Output a verbatim copy of the data, cut off after the line that contains "pub mod process;".

━━━ Data extracts ━━━

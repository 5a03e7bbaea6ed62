//! Unidentifiable speech markers (`xxx`, `yyy`, `www`)

use super::{Rewriter, Stage};
use crate::config::defaults;
use regex::{NoExpand, Regex};
use std::sync::OnceLock;

static MARKER: OnceLock<Regex> = OnceLock::new();

fn marker() -> &'static Regex {
    MARKER.get_or_init(|| Regex::new(r"\b(?:xxx|yyy|www)\b").expect("marker pattern is valid"))
}

/// Replaces whole-word `xxx`, `yyy` and `www` with the unknown token
///
/// Markers fused into a larger word (`xxxyyy`, `www2`) are left alone.
#[derive(Debug, Clone, PartialEq, Eq)]
pub struct UnidentifiableRewriter {
    unknown_token: String,
}

impl UnidentifiableRewriter {
    /// Create a rewriter substituting `unknown_token`
    pub fn new(unknown_token: impl Into<String>) -> Self {
        Self {
            unknown_token: unknown_token.into(),
        }
    }

    /// The configured replacement
    pub fn unknown_token(&self) -> &str {
        &self.unknown_token
    }
}

impl Default for UnidentifiableRewriter {
    fn default() -> Self {
        Self::new(defaults::UNKNOWN_TOKEN)
    }
}

impl Rewriter for UnidentifiableRewriter {
    fn rewrite(&self, utterance: &str) -> String {
        marker()
            .replace_all(utterance, NoExpand(self.unknown_token.as_str()))
            .into_owned()
    }

    fn stage(&self) -> Stage {
        Stage::Unidentifiable
    }
}
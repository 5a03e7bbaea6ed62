//! CLI command implementations

use crate::error::CliResult;
use chatnorm_core::Stage;
use clap::{Subcommand, ValueEnum};

pub mod explain;
pub mod generate_config;
pub mod process;
pub mod validate;

/// Available CLI commands
#[derive(Debug, Subcommand)]
pub enum Commands {
    /// Normalize utterances in CHAT transcript files
    Process(process::ProcessArgs),

    /// Show an utterance after each normalization stage
    Explain(explain::ExplainArgs),

    /// Validate a configuration file
    Validate(validate::ValidateArgs),

    /// Generate a configuration file template
    GenerateConfig(generate_config::GenerateConfigArgs),

    /// List available components
    List {
        #[command(subcommand)]
        subcommand: ListCommands,
    },
}

/// List subcommands
#[derive(Debug, Subcommand)]
pub enum ListCommands {
    /// List available output formats
    Formats,

    /// List normalization stages in the order they run
    Stages,
}

impl Commands {
    /// Run the selected command
    pub fn execute(&self) -> CliResult<()> {
        match self {
            Commands::Process(args) => args.execute(),
            Commands::Explain(args) => args.execute(),
            Commands::Validate(args) => args.execute(),
            Commands::GenerateConfig(args) => args.execute(),
            Commands::List { subcommand } => {
                subcommand.execute();
                Ok(())
            }
        }
    }
}

impl ListCommands {
    fn execute(&self) {
        match self {
            ListCommands::Formats => {
                println!("Available output formats:");
                for format in process::OutputFormat::value_variants() {
                    if let Some(value) = format.to_possible_value() {
                        println!("  {:<10} {}", value.get_name(), format_description(*format));
                    }
                }
            }
            ListCommands::Stages => {
                println!("Normalization stages (in order):");
                for (index, stage) in Stage::ALL.iter().enumerate() {
                    println!("  {}. {}", index + 1, stage);
                }
            }
        }
    }
}

fn format_description(format: process::OutputFormat) -> &'static str {
    match format {
        process::OutputFormat::Text => "Speaker tiers, one per line (*CHI:\\t...)",
        process::OutputFormat::Json => "JSON array with file, line and original text",
        process::OutputFormat::Markdown => "Markdown sections per transcript",
    }
}
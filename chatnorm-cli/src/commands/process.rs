//! Process command implementation

use crate::config::CliConfig;
use crate::error::CliError;
use crate::input::{filter_speakers, resolve_patterns, FileReader};
use crate::output::{create_formatter, OutputFormatter, TurnRecord};
use crate::progress::ProgressReporter;
use anyhow::{Context, Result};
use chatnorm_core::{Normalizer, NormalizerConfig};
use clap::Args;
use rayon::prelude::*;
use serde::{Deserialize, Serialize};
use std::fs::File;
use std::io::{self, BufWriter};
use std::path::{Path, PathBuf};

/// Arguments for the process command
#[derive(Debug, Args)]
pub struct ProcessArgs {
    /// Input CHAT files or patterns (supports glob)
    #[arg(short, long, value_name = "FILE/PATTERN", required = true)]
    pub input: Vec<String>,

    /// Output file (default: stdout)
    #[arg(short, long, value_name = "FILE")]
    pub output: Option<PathBuf>,

    /// Output format (default: from config, otherwise text)
    #[arg(short, long, value_enum)]
    pub format: Option<OutputFormat>,

    /// Configuration file
    #[arg(short, long, value_name = "FILE")]
    pub config: Option<PathBuf>,

    /// Replacement for xxx/yyy/www (overrides the config file)
    #[arg(long, value_name = "TOKEN")]
    pub unknown_token: Option<String>,

    /// Only keep tiers from this speaker (repeatable)
    #[arg(short, long, value_name = "CODE")]
    pub speaker: Vec<String>,

    /// Process files in parallel
    #[arg(short, long)]
    pub parallel: bool,

    /// Suppress progress output
    #[arg(short, long)]
    pub quiet: bool,

    /// Increase verbosity
    #[arg(short, long, action = clap::ArgAction::Count)]
    pub verbose: u8,
}

/// Supported output formats
#[derive(Debug, Clone, Copy, PartialEq, Eq, Serialize, Deserialize, clap::ValueEnum)]
#[serde(rename_all = "lowercase")]
pub enum OutputFormat {
    /// CHAT-style speaker tiers, one per line
    Text,
    /// JSON array of tiers with file, line and original text
    Json,
    /// Markdown formatted output
    Markdown,
}

impl ProcessArgs {
    /// Execute the process command
    pub fn execute(&self) -> Result<()> {
        self.init_logging()?;

        log::info!("Starting transcript normalization");
        log::debug!("Arguments: {:?}", self);

        let config = CliConfig::load(self.config.as_deref())?;
        let normalizer = self.build_normalizer(&config)?;

        let files = resolve_patterns(&self.input)?;
        let speakers = if self.speaker.is_empty() {
            config.input.speakers.clone()
        } else {
            self.speaker.clone()
        };

        let mut progress = ProgressReporter::new(self.quiet);
        progress.init_files(files.len() as u64);

        let records = if self.parallel {
            let threads = config.performance.thread_count();
            log::info!("Processing {} files on {} threads", files.len(), threads);
            let pool = rayon::ThreadPoolBuilder::new()
                .num_threads(threads)
                .build()
                .map_err(|e| CliError::ProcessingError(e.to_string()))?;
            pool.install(|| {
                files
                    .par_iter()
                    .map(|path| process_file(path, &normalizer, &speakers, &progress))
                    .collect::<Result<Vec<_>>>()
            })?
        } else {
            files
                .iter()
                .map(|path| process_file(path, &normalizer, &speakers, &progress))
                .collect::<Result<Vec<_>>>()?
        };

        progress.finish();

        let format = self.format.unwrap_or(config.output.default_format);
        let mut formatter = self.create_formatter(format, config.output.pretty_json)?;
        let mut total = 0usize;
        for record in records.iter().flatten() {
            formatter.format_turn(record)?;
            total += 1;
        }
        formatter.finish()?;

        log::info!("Normalized {} utterances from {} files", total, files.len());
        Ok(())
    }

    /// Build the normalizer: CLI token, then config file token, then default
    fn build_normalizer(&self, config: &CliConfig) -> Result<Normalizer> {
        let mut normalization: NormalizerConfig = config.normalization.clone();
        if let Some(token) = &self.unknown_token {
            normalization.unknown_token = token.clone();
        }

        let normalizer = Normalizer::new(normalization).map_err(CliError::from)?;
        log::debug!("Unknown token: {:?}", normalizer.unknown_token());
        Ok(normalizer)
    }

    fn create_formatter(
        &self,
        format: OutputFormat,
        pretty_json: bool,
    ) -> Result<Box<dyn OutputFormatter>> {
        match &self.output {
            Some(path) => {
                let file = File::create(path)
                    .with_context(|| format!("Failed to create output file: {}", path.display()))?;
                Ok(create_formatter(format, BufWriter::new(file), pretty_json))
            }
            None => Ok(create_formatter(format, io::stdout(), pretty_json)),
        }
    }

    /// Initialize logging based on verbosity level
    fn init_logging(&self) -> Result<()> {
        let log_level = match self.verbose {
            0 => "warn",
            1 => "info",
            2 => "debug",
            _ => "trace",
        };

        if !self.quiet {
            // A logger may already be installed when commands run in-process.
            let _ = env_logger::Builder::from_env(
                env_logger::Env::default().default_filter_or(log_level),
            )
            .try_init();
        }

        Ok(())
    }
}

/// Normalize every selected tier of one transcript
fn process_file(
    path: &Path,
    normalizer: &Normalizer,
    speakers: &[String],
    progress: &ProgressReporter,
) -> Result<Vec<TurnRecord>> {
    let turns = filter_speakers(FileReader::read_turns(path)?, speakers);
    let file = path.display().to_string();

    let records = turns
        .into_iter()
        .map(|turn| TurnRecord {
            file: file.clone(),
            line: turn.line,
            speaker: turn.speaker,
            normalized: normalizer.normalize(&turn.utterance),
            original: turn.utterance,
        })
        .collect();

    progress.file_completed(&file);
    Ok(records)
}
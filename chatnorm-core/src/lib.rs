//! Normalization of CHAT child-language transcript utterances
//!
//! CHAT speaker tiers carry inline markup for unintelligible speech,
//! incomplete words, omitted tokens and non-verbal events. This crate strips
//! or canonicalizes that markup with four independent rewrite passes and a
//! composer that applies them in a fixed order.
//!
//! # Architecture
//!
//! - **Rewriters** ([`rewrite`]): one pure `&str -> String` pass per markup
//!   category, behind the [`Rewriter`] trait
//! - **Pipeline** ([`pipeline`]): [`Normalizer`] owns the passes and the
//!   configured unknown token
//! - **Configuration** ([`config`]): [`NormalizerConfig`] with builder and
//!   validation; `serde` derives let callers embed it in their own config
//!   files
//!
//! The crate does not parse transcript lines: callers split files into
//! utterances (speaker code removed) and handle all I/O.
//!
//! # Example
//!
//! ```rust
//! use chatnorm_core::Normalizer;
//!
//! let normalizer = Normalizer::default();
//! assert_eq!(
//!     normalizer.normalize("xxx sit(ting) &=jumps www"),
//!     "<unk> sitting <unk>"
//! );
//!
//! let custom = Normalizer::with_unknown_token("UNK").unwrap();
//! assert_eq!(custom.normalize("<xxx> [=! crying] &=0to walk(ing)"), "UNK walking");
//! ```

pub mod config;
pub mod error;
pub mod pipeline;
pub mod rewrite;

use std::sync::OnceLock;

pub use config::{NormalizerConfig, NormalizerConfigBuilder};
pub use error::{Error, Result};
pub use pipeline::{Normalizer, StageOutput};
pub use rewrite::{
    IncompleteWordRewriter, OmittedTokenRewriter, ParalinguisticRewriter, Rewriter, Stage,
    UnidentifiableRewriter,
};

static DEFAULT_NORMALIZER: OnceLock<Normalizer> = OnceLock::new();

fn default_normalizer() -> &'static Normalizer {
    DEFAULT_NORMALIZER.get_or_init(Normalizer::default)
}

/// Replace `xxx`, `yyy` and `www` with the default unknown token `<unk>`
pub fn normalize_unidentifiable(utterance: &str) -> String {
    UnidentifiableRewriter::default().rewrite(utterance)
}

/// Resolve `stem(suffix)` and `(fragment)` incomplete-word markup
pub fn normalize_incomplete(utterance: &str) -> String {
    IncompleteWordRewriter.rewrite(utterance)
}

/// Remove standalone `&=0...` omission tokens
pub fn normalize_omitted(utterance: &str) -> String {
    OmittedTokenRewriter.rewrite(utterance)
}

/// Remove `&=action` and `[=! ...]` events and renormalize whitespace
pub fn normalize_paralinguistic(utterance: &str) -> String {
    ParalinguisticRewriter.rewrite(utterance)
}

/// Run the full pipeline with the default configuration
pub fn normalize(utterance: &str) -> String {
    default_normalizer().normalize(utterance)
}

━━━

● Task output
repository 5a03e7bbaea6ed62
//! Unidentifiable speech markers (`xxx`, `yyy`, `www`)

use super::{Rewriter, Stage};
use crate::config::defaults;
use regex::{NoExpand, Regex};
use std::sync::OnceLock;

static MARKER: OnceLock<Regex> = OnceLock::new();

fn marker() -> &'static Regex {
    MARKER.get_or_init(|| Regex::new(r"\b(?:xxx|yyy|www)\b").expect("marker pattern is valid"))
}

/// Replaces whole-word `xxx`, `yyy` and `www` with the unknown token
///
/// Markers fused into a larger word (`xxxyyy`, `www2`) are left alone.
#[derive(Debug, Clone, PartialEq, Eq)]
pub struct UnidentifiableRewriter {
    unknown_token: String,
}

impl UnidentifiableRewriter {
    /// Create a rewriter substituting `unknown_token`
    pub fn new(unknown_token: impl Into<String>) -> Self {
        Self {
            unknown_token: unknown_token.into(),
        }
    }

    /// The configured replacement
    pub fn unknown_token(&self) -> &str {
        &self.unknown_token
    }
}

impl Default for UnidentifiableRewriter {
    fn default() -> Self {
        Self::new(defaults::UNKNOWN_TOKEN)
    }
}

impl Rewriter for UnidentifiableRewriter {
    fn rewrite(&self, utterance: &str) -> String {
        marker()
            .replace_all(utterance, NoExpand(self.unknown_token.as_str()))
            .into_owned()
    }

    fn stage(&self) -> Stage {
        Stage::Unidentifiable
    }
}
repository 5a03e7bbaea6ed62
//! CLI command implementations

use crate::error::CliResult;
use chatnorm_core::Stage;
use clap::{Subcommand, ValueEnum};

pub mod explain;
pub mod generate_config;
pub mod process;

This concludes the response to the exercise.